### [Your instructions]
Which lines of the data below include the string "conversion"? Return each of them.

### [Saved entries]
━━━
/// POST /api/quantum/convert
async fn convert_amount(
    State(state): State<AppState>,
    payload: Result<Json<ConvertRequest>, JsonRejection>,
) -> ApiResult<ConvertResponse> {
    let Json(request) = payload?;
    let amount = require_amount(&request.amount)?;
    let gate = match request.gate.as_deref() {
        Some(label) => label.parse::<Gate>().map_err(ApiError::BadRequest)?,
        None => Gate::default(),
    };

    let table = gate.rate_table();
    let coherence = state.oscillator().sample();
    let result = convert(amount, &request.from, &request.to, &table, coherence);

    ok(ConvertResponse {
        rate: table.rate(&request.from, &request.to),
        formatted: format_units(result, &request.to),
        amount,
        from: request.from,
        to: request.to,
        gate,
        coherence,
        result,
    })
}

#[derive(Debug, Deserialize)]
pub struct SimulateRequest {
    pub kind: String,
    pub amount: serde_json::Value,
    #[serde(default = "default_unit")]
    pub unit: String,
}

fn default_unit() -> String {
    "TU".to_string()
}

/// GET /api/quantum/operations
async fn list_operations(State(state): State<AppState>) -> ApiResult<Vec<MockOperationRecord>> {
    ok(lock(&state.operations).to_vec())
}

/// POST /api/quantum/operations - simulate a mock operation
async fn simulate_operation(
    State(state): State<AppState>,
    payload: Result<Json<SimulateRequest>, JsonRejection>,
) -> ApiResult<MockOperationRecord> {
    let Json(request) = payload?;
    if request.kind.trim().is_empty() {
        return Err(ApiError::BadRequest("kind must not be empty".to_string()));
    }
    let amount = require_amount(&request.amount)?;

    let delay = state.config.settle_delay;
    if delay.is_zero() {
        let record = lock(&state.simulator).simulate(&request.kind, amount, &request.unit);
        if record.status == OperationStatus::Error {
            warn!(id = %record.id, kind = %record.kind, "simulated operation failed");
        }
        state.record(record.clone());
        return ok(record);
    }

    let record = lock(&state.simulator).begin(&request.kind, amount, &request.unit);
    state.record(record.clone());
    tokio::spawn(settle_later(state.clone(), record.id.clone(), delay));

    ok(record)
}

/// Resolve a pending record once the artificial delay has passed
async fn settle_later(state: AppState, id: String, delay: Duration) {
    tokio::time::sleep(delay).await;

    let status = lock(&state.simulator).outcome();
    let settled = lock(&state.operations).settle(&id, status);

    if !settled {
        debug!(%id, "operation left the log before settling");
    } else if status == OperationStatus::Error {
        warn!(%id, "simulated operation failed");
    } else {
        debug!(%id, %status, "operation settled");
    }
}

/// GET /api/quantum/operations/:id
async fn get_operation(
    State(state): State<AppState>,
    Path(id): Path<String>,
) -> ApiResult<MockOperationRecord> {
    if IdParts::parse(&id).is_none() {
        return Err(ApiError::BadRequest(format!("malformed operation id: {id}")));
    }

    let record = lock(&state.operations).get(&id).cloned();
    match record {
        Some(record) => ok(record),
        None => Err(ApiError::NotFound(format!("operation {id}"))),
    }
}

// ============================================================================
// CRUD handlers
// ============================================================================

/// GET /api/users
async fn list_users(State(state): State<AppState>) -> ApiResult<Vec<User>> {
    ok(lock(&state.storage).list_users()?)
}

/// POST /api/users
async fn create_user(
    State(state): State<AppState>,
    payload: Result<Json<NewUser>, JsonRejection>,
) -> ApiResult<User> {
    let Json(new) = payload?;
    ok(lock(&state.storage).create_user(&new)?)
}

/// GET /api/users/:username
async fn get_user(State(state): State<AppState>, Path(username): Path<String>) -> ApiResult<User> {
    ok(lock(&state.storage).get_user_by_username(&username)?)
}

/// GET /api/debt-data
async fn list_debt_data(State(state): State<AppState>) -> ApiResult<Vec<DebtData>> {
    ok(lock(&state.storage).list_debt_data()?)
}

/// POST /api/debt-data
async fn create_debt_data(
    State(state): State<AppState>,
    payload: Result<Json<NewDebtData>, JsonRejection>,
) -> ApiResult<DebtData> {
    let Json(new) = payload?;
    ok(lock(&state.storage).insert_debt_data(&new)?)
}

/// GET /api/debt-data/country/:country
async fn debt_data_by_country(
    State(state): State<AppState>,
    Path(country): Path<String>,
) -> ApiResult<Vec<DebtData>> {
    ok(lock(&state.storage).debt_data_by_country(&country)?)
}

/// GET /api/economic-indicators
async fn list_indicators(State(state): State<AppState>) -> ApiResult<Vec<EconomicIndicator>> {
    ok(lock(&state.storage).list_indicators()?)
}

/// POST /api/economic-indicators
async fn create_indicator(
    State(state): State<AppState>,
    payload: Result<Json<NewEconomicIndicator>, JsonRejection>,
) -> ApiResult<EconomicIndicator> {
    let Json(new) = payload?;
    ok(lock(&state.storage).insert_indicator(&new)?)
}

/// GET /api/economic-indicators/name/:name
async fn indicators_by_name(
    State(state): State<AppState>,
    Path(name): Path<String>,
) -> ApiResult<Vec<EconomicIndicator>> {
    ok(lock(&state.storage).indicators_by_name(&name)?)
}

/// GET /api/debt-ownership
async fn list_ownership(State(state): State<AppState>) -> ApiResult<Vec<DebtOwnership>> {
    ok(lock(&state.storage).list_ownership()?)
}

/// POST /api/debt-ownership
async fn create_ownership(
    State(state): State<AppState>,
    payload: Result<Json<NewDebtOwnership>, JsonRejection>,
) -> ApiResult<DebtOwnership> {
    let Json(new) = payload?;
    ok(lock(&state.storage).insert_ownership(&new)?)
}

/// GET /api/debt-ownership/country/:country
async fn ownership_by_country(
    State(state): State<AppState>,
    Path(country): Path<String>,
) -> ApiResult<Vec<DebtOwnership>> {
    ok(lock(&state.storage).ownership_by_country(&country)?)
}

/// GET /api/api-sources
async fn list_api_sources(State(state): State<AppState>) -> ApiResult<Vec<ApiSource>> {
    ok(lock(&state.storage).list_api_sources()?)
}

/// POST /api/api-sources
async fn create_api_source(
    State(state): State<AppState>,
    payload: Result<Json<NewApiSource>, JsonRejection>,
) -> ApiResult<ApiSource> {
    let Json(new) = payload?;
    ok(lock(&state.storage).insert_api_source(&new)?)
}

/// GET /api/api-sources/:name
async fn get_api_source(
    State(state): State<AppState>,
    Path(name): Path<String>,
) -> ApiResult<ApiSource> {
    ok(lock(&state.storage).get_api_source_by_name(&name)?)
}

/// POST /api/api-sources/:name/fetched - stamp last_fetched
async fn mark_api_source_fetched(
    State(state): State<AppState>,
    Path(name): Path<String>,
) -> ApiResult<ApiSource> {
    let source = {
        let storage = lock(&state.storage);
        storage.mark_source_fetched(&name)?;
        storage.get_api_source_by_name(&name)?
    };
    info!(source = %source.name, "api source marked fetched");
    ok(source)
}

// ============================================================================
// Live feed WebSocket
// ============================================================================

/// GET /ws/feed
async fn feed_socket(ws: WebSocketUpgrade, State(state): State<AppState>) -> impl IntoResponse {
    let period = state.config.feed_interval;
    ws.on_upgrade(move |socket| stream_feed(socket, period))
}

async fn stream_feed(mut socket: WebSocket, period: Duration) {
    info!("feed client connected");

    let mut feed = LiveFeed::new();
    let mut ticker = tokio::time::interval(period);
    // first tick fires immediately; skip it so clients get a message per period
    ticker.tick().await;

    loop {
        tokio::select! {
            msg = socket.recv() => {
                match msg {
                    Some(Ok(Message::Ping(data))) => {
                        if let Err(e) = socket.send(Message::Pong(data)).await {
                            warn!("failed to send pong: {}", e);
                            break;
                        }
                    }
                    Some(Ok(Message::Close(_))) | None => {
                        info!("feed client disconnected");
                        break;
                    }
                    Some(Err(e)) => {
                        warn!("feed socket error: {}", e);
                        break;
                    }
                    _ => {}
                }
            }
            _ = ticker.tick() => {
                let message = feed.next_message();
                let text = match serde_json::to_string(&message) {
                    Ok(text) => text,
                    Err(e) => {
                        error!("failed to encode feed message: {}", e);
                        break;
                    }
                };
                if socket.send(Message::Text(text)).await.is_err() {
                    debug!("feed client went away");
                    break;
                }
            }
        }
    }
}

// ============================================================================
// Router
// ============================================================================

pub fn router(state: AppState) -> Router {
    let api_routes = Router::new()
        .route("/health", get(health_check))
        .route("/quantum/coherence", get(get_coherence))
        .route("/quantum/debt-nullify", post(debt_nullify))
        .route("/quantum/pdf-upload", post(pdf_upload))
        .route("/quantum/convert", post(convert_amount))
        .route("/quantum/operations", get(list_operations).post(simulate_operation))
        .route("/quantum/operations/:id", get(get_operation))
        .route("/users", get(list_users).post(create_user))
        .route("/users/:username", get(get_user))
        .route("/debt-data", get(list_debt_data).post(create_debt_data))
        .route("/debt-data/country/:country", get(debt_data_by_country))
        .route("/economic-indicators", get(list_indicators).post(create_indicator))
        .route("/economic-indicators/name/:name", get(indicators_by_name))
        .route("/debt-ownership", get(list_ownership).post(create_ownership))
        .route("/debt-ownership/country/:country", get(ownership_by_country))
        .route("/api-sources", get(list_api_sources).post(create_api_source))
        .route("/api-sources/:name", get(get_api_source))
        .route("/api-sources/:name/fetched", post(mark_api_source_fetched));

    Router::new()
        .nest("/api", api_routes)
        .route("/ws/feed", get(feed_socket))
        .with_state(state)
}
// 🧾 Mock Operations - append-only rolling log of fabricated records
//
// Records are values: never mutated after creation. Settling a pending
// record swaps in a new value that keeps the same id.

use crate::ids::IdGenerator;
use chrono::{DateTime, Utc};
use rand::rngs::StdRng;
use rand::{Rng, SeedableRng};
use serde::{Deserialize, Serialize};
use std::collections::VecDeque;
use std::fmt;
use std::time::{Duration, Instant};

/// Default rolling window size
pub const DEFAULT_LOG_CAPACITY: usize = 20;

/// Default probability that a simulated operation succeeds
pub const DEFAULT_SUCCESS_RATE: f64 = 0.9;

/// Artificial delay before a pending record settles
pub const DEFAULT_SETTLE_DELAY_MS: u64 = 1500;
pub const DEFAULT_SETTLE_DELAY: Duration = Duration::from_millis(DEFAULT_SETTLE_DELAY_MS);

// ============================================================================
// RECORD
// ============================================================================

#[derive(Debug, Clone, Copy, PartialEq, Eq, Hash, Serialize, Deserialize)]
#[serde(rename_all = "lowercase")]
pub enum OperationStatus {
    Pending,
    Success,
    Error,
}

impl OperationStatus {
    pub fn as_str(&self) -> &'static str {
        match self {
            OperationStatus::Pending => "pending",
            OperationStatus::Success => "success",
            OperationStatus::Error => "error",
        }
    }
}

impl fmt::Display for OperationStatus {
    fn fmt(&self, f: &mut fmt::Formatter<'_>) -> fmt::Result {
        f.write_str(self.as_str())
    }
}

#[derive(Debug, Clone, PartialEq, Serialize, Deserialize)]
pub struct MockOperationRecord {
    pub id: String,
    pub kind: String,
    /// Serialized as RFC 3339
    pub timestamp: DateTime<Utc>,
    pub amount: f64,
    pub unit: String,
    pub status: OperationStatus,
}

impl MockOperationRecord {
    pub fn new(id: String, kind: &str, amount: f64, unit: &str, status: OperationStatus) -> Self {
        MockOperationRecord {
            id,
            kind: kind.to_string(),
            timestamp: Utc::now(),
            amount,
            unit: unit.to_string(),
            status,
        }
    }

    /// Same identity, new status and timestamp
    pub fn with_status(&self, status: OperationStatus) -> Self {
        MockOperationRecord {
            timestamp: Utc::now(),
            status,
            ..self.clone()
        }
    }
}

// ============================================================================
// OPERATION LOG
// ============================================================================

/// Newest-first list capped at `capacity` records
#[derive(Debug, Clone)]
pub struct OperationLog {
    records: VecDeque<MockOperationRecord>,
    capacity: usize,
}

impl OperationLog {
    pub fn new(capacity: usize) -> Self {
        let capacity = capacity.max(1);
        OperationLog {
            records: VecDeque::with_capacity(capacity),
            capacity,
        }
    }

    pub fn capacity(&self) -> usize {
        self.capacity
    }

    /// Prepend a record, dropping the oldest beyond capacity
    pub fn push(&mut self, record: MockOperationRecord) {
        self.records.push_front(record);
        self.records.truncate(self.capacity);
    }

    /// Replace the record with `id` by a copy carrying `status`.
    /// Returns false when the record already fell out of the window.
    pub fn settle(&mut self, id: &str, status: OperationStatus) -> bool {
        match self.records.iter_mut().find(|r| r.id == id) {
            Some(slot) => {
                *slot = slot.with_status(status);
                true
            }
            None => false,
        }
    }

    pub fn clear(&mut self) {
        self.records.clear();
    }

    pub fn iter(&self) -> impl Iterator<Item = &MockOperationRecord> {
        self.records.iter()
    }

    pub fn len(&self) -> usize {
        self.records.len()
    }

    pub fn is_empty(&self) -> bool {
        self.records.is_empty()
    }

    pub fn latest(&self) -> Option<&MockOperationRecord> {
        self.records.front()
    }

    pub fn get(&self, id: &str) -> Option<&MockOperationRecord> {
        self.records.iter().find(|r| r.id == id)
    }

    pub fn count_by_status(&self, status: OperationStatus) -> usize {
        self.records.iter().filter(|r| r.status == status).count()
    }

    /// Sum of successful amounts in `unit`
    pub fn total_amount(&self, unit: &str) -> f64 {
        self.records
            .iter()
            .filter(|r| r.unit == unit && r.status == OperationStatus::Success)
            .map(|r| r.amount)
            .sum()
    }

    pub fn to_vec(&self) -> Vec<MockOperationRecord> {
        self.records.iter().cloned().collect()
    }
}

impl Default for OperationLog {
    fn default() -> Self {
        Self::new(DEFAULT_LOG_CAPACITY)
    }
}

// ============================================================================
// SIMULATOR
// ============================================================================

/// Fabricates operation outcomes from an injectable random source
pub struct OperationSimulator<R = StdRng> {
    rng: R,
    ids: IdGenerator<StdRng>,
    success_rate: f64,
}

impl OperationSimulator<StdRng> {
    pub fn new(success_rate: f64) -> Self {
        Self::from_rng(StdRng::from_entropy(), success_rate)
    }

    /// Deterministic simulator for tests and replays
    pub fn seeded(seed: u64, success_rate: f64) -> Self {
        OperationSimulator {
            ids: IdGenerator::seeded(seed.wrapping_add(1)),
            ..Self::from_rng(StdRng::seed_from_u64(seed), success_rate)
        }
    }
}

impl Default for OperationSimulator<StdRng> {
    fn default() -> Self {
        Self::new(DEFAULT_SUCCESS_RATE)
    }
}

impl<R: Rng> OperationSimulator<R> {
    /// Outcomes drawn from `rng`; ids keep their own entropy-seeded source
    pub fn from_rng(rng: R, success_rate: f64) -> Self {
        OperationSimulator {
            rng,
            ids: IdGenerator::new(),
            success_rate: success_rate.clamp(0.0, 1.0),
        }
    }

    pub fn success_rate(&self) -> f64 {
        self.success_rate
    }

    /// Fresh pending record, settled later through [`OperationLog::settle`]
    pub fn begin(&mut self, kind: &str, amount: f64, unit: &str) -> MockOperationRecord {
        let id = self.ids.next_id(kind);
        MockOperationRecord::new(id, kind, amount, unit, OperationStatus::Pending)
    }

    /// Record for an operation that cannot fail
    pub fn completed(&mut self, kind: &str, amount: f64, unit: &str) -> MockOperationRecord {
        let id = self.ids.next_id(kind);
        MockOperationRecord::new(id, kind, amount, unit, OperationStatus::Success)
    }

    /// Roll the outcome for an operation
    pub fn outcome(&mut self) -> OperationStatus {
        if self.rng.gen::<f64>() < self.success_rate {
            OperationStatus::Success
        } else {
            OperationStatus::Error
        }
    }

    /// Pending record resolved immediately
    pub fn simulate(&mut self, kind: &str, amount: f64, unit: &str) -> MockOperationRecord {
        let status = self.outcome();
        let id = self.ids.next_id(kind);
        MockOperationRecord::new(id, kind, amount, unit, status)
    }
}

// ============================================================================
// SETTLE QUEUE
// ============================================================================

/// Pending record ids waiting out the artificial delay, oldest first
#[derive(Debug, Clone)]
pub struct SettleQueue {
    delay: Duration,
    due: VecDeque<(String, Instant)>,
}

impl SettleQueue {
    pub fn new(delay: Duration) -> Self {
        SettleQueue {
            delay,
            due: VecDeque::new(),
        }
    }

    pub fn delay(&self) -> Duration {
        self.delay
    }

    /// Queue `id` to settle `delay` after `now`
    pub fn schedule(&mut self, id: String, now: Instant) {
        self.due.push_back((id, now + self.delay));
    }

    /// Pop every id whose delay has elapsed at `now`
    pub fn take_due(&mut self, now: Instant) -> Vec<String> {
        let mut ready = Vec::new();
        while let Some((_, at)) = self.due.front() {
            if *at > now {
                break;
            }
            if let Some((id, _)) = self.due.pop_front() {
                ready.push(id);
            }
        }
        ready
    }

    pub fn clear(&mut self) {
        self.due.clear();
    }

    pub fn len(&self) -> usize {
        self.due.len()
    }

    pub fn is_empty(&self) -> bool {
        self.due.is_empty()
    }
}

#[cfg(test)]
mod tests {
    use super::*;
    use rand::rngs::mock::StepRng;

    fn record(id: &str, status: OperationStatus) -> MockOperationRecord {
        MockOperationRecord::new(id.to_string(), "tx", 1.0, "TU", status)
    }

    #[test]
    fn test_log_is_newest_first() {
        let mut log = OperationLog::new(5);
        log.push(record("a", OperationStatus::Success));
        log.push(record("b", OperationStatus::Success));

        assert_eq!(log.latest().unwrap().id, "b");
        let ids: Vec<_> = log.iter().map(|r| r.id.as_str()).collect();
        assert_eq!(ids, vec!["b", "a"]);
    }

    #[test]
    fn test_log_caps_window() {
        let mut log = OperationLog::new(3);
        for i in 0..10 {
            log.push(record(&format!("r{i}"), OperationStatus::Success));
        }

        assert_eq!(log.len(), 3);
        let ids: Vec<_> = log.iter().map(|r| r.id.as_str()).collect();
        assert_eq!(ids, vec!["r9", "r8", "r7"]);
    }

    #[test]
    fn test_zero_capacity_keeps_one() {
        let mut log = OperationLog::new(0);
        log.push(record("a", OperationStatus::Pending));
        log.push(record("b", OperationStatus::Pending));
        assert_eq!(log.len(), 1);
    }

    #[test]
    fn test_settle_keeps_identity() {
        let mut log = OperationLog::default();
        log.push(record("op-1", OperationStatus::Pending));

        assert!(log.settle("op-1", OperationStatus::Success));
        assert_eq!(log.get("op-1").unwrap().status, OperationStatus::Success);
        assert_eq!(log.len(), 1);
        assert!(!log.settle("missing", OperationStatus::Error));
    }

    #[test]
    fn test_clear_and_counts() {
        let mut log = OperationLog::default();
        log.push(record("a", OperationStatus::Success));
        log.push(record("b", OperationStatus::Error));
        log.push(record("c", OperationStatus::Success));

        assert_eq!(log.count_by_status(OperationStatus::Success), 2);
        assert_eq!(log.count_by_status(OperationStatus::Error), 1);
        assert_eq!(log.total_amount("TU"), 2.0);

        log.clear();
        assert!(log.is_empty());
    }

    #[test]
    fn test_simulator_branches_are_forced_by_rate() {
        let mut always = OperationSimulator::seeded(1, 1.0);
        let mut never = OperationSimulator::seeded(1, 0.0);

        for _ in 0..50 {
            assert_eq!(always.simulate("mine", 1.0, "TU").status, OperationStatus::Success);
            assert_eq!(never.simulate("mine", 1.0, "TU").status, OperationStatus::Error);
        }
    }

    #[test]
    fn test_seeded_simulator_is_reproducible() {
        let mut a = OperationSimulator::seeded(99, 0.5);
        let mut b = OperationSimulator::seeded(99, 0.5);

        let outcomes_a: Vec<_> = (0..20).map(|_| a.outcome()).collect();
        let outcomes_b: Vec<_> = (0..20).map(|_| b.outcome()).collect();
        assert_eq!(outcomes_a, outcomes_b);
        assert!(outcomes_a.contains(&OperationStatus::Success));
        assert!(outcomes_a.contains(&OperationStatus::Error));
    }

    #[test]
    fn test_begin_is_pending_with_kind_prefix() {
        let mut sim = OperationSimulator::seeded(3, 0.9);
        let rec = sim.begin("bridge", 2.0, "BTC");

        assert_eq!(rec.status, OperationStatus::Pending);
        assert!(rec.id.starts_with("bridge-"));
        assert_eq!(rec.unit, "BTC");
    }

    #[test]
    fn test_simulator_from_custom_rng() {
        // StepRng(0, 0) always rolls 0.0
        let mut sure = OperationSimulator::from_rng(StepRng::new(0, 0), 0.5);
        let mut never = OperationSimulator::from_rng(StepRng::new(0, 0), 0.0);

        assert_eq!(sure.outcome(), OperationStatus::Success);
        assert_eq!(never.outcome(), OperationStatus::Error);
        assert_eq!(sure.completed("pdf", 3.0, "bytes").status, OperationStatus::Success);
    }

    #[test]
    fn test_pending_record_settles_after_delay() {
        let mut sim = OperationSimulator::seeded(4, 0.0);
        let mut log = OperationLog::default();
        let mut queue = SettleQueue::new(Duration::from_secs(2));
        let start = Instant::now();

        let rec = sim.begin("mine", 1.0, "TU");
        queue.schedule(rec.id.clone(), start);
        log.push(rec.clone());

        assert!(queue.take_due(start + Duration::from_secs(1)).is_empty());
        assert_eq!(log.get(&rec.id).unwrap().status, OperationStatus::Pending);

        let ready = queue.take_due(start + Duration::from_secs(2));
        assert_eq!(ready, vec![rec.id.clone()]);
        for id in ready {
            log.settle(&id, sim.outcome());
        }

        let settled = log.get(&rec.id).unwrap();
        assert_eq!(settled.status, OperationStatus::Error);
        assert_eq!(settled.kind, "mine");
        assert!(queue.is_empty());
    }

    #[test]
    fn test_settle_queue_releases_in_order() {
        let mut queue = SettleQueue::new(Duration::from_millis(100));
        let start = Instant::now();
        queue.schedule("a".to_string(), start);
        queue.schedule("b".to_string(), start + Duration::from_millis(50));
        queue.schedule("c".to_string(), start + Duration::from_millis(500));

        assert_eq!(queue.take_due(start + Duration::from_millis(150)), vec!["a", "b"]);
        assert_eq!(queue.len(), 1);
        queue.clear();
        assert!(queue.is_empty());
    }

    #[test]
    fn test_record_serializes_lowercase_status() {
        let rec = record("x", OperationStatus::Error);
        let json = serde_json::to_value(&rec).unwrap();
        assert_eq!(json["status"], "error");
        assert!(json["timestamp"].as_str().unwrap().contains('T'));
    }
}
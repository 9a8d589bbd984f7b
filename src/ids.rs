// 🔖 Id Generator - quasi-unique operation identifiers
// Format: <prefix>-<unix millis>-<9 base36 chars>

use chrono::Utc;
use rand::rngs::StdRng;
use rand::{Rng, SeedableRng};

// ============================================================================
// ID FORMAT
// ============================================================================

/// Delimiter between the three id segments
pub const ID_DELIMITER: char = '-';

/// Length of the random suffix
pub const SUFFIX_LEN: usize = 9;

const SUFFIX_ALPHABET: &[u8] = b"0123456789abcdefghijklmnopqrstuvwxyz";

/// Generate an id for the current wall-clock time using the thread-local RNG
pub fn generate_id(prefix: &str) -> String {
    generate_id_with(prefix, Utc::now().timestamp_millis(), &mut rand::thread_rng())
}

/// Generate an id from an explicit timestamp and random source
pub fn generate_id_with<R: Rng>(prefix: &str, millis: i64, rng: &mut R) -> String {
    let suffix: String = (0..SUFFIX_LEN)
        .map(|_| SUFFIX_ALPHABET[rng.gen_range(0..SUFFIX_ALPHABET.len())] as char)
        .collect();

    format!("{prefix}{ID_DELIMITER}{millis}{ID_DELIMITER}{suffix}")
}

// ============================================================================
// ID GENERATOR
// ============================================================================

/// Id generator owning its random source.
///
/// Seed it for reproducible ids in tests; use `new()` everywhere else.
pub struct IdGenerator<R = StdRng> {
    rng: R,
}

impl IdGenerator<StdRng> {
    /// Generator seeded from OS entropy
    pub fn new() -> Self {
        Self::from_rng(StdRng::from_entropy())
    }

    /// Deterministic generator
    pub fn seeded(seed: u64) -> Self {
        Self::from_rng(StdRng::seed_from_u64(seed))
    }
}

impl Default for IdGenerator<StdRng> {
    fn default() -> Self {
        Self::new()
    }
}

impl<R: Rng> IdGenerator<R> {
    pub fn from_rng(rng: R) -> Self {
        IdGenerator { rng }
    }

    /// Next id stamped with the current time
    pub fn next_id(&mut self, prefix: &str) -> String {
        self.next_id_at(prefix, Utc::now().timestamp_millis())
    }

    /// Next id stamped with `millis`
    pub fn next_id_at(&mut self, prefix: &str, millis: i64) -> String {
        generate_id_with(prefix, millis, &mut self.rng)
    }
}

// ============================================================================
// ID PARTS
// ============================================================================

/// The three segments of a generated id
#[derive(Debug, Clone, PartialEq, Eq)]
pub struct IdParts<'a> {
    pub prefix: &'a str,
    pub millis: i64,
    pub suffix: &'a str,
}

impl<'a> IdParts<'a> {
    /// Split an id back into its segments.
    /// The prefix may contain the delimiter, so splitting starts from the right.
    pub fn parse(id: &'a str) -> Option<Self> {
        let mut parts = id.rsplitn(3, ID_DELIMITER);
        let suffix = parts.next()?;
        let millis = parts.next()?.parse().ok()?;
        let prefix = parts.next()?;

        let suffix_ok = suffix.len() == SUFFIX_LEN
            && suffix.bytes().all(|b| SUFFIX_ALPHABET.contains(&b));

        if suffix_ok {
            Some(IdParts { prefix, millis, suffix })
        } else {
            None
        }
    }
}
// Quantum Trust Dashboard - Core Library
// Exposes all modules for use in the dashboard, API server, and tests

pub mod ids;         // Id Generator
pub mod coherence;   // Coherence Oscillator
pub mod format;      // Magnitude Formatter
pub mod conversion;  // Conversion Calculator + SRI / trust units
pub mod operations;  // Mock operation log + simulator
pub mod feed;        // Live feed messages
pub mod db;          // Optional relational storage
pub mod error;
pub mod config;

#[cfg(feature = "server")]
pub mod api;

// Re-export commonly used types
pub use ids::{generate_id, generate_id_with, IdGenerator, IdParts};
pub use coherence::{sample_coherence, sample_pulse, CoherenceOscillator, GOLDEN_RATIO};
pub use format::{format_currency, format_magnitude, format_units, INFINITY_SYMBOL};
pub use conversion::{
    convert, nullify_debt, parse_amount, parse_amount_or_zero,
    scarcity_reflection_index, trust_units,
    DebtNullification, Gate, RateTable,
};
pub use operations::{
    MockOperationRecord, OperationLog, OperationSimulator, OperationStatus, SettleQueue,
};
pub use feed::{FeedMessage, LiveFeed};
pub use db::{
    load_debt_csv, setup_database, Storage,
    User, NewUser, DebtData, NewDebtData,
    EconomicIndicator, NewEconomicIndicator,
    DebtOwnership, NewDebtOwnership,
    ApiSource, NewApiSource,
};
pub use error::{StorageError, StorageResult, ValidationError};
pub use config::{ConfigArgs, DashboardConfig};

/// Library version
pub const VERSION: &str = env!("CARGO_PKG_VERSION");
━━━
### [Task result]
pub mod conversion;  // Conversion Calculator + SRI / trust units
pub use conversion::{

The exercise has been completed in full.